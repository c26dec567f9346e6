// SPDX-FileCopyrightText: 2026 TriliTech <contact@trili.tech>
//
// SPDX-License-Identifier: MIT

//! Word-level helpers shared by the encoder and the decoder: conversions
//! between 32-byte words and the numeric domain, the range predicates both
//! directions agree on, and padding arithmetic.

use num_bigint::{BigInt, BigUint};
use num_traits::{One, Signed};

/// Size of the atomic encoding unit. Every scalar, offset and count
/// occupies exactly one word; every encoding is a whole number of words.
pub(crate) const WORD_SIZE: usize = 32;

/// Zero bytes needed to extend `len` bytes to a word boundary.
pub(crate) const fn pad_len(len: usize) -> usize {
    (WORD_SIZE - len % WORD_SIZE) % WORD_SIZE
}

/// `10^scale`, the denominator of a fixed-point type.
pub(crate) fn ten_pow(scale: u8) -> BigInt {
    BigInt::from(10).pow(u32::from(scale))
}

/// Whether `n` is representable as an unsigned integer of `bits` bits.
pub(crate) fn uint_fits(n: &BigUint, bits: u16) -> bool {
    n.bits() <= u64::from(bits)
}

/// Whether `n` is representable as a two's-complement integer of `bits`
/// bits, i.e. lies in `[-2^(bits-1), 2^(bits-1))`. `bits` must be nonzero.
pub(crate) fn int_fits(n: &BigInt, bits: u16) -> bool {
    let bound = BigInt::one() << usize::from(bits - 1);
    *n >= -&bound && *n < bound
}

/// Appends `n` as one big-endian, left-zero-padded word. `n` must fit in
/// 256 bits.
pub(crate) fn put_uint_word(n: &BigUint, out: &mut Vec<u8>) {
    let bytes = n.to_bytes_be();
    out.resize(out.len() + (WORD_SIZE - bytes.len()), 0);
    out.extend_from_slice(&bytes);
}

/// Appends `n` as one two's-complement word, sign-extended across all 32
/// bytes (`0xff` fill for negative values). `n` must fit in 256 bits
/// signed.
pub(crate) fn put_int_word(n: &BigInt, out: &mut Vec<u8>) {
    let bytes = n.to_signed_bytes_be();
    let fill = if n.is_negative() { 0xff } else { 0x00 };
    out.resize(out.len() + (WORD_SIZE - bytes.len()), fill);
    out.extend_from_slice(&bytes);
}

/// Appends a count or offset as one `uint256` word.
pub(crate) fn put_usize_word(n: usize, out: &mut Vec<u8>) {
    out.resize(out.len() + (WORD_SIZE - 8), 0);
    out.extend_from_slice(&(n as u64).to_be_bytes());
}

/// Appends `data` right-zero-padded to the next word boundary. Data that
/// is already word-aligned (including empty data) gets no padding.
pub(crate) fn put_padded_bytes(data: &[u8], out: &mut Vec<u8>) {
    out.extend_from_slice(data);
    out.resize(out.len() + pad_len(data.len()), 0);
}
- - - -
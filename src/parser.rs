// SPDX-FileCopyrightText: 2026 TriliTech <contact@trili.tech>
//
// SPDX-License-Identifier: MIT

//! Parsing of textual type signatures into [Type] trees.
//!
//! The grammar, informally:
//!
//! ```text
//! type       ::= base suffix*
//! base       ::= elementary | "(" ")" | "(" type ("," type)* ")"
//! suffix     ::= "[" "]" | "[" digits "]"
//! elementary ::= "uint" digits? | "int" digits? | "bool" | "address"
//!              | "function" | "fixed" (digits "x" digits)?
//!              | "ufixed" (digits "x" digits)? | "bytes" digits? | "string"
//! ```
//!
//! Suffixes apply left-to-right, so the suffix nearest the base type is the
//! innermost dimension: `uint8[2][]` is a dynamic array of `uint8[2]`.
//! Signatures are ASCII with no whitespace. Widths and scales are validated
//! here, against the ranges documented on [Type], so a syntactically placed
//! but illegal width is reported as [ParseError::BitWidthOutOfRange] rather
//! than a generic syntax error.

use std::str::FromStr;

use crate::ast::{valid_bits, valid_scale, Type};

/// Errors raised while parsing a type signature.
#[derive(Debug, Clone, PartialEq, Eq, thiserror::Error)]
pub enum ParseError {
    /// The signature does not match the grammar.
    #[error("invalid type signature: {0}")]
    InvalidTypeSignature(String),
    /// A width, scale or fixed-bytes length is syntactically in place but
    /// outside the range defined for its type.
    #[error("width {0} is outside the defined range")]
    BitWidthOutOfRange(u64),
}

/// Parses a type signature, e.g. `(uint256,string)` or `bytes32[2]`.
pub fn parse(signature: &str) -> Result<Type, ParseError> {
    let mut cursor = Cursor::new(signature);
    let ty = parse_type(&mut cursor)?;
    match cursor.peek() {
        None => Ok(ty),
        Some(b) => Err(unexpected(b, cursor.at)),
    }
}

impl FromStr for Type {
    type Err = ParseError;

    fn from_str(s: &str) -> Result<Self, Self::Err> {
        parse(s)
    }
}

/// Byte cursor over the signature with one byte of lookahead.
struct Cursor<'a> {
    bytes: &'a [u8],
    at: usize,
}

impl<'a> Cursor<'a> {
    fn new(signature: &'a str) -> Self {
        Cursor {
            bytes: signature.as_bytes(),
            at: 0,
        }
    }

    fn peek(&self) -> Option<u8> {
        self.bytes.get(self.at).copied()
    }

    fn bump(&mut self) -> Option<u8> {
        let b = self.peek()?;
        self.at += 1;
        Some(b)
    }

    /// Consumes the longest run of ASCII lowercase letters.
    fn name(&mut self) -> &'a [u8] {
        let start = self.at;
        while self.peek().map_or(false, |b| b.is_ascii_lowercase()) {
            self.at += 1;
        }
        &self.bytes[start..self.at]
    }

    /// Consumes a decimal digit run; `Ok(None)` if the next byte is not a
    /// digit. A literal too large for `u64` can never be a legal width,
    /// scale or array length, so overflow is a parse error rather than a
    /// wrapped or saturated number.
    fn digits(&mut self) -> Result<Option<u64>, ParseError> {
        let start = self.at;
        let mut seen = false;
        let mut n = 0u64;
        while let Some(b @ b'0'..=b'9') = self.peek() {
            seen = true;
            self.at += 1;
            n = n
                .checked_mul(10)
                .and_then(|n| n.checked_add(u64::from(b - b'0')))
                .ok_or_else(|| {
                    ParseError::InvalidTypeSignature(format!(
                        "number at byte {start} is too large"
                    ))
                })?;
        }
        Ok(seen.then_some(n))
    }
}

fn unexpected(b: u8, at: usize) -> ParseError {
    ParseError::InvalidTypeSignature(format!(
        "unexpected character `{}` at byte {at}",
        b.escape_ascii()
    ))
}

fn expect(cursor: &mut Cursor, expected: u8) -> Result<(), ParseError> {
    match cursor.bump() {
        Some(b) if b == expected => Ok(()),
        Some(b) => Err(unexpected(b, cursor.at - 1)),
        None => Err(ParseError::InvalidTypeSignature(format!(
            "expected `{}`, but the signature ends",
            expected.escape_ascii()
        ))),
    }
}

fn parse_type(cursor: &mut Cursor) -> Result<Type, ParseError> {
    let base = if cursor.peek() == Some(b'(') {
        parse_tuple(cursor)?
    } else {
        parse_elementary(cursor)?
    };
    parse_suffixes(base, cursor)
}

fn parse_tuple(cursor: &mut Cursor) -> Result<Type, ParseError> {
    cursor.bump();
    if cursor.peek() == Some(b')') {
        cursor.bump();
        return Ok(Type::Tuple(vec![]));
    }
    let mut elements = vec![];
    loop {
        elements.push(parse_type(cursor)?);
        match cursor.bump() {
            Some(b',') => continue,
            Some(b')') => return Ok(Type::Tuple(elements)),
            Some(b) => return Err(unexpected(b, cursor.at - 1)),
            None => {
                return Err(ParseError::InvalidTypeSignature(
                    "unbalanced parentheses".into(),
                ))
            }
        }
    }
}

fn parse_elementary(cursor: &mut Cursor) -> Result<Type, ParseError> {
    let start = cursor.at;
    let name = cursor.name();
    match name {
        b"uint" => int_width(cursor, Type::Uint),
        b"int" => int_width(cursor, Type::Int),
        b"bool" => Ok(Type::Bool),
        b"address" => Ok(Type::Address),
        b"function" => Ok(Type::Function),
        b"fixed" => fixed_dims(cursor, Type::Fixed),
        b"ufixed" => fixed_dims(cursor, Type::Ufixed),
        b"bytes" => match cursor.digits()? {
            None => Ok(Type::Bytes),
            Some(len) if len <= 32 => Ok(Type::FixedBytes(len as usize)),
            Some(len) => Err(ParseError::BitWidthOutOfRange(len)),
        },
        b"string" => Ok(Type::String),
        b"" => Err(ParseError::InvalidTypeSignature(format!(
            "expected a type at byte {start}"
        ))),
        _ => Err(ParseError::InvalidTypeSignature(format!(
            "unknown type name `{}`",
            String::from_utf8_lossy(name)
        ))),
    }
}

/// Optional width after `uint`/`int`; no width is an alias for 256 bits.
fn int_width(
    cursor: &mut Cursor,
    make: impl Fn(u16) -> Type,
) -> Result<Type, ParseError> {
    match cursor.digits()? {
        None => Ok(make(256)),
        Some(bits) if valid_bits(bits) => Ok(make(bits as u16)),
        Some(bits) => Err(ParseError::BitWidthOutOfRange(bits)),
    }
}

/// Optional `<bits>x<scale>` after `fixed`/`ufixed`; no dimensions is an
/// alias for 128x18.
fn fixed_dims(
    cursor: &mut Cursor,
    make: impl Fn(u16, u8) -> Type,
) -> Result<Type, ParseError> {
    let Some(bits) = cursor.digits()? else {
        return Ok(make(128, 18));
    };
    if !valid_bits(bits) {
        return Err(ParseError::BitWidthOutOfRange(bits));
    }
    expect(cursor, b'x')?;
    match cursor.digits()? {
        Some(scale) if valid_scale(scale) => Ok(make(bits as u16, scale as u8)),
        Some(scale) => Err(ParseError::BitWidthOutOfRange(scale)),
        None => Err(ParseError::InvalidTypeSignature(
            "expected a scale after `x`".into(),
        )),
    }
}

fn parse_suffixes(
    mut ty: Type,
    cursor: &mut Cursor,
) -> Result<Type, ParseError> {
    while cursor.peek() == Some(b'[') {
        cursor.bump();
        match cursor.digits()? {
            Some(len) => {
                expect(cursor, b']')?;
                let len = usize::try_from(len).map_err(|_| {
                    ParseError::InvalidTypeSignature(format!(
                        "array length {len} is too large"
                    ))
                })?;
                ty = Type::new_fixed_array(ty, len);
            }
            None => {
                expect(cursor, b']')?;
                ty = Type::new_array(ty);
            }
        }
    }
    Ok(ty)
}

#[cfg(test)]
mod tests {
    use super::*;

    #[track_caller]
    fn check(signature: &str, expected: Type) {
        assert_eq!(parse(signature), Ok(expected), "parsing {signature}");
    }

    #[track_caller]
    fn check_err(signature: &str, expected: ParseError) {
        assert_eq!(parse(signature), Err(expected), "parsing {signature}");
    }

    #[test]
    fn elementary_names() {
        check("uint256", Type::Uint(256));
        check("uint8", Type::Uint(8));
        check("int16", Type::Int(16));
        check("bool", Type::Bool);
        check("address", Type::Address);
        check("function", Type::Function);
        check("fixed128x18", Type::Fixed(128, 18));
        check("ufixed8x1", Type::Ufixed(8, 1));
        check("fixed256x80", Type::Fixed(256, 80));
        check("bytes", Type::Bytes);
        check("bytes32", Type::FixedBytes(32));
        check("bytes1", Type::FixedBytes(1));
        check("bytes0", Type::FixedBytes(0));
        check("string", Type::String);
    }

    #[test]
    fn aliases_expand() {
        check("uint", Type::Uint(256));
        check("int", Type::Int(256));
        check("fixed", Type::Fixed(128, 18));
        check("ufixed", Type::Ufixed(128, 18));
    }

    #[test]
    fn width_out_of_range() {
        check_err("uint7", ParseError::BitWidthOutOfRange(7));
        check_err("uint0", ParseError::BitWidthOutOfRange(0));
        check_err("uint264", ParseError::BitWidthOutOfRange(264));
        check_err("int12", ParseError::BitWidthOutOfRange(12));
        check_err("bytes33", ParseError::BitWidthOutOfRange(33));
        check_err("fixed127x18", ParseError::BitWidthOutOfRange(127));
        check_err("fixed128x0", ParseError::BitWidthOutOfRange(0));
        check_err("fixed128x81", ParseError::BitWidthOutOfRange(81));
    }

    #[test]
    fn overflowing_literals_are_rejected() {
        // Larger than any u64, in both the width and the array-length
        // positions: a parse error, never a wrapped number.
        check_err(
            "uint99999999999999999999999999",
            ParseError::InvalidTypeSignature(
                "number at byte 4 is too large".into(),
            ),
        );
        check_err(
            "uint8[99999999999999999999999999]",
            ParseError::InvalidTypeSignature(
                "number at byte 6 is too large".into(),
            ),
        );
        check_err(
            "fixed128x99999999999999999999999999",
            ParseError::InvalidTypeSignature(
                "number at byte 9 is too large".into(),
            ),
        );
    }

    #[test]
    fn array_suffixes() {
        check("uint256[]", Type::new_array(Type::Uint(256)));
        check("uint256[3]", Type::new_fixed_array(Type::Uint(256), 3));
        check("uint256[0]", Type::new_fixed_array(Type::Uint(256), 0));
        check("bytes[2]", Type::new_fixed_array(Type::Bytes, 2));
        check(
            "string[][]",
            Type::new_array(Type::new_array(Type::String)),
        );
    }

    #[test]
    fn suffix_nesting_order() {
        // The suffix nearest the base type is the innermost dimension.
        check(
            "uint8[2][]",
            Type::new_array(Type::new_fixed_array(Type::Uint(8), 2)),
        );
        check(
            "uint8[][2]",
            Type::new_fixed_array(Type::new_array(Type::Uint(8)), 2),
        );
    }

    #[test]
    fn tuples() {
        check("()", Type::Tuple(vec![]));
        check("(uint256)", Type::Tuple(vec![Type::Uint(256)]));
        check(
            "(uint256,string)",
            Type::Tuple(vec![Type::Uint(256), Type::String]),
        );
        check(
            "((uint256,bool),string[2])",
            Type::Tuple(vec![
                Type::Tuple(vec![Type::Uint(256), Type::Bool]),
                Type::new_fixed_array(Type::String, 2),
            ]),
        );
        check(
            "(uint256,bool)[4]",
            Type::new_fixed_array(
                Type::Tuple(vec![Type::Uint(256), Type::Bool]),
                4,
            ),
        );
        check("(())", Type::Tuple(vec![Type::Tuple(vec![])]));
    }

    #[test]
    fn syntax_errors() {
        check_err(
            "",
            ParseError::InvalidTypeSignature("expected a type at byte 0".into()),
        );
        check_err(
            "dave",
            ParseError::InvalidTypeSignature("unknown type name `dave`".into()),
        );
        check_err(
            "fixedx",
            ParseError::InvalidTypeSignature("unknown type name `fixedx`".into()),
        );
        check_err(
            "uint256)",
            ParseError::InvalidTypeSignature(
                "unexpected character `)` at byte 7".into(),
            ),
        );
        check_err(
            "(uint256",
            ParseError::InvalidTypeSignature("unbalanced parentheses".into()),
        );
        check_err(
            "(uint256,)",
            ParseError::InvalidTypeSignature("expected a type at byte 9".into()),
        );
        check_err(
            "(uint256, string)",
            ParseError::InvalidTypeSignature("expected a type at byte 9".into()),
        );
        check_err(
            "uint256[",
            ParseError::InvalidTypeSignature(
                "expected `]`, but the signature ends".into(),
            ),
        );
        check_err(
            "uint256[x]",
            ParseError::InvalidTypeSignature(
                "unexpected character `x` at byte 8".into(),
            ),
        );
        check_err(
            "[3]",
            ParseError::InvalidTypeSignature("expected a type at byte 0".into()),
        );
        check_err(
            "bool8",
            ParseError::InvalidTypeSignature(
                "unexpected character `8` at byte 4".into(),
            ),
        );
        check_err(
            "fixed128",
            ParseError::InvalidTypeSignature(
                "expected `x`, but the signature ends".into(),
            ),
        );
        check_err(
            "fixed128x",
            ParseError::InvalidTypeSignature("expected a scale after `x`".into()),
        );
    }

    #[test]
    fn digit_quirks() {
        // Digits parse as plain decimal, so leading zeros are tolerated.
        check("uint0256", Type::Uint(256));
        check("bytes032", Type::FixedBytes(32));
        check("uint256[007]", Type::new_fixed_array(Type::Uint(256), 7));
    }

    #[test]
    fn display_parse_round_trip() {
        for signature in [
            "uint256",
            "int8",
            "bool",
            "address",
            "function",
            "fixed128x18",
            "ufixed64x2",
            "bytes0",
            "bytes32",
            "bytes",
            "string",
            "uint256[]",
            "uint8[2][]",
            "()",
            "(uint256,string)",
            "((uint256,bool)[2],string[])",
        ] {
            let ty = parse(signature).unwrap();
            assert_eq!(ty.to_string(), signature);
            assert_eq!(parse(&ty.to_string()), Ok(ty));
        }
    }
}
- - - -
◆ **Exercise**
The result should be every line that contains "make", copied from the entries.

◆ **Output for this task**
    make: impl Fn(u16) -> Type,
        None => Ok(make(256)),
        Some(bits) if valid_bits(bits) => Ok(make(bits as u16)),
    make: impl Fn(u16, u8) -> Type,
        return Ok(make(128, 18));
        Some(scale) if valid_scale(scale) => Ok(make(bits as u16, scale as u8)),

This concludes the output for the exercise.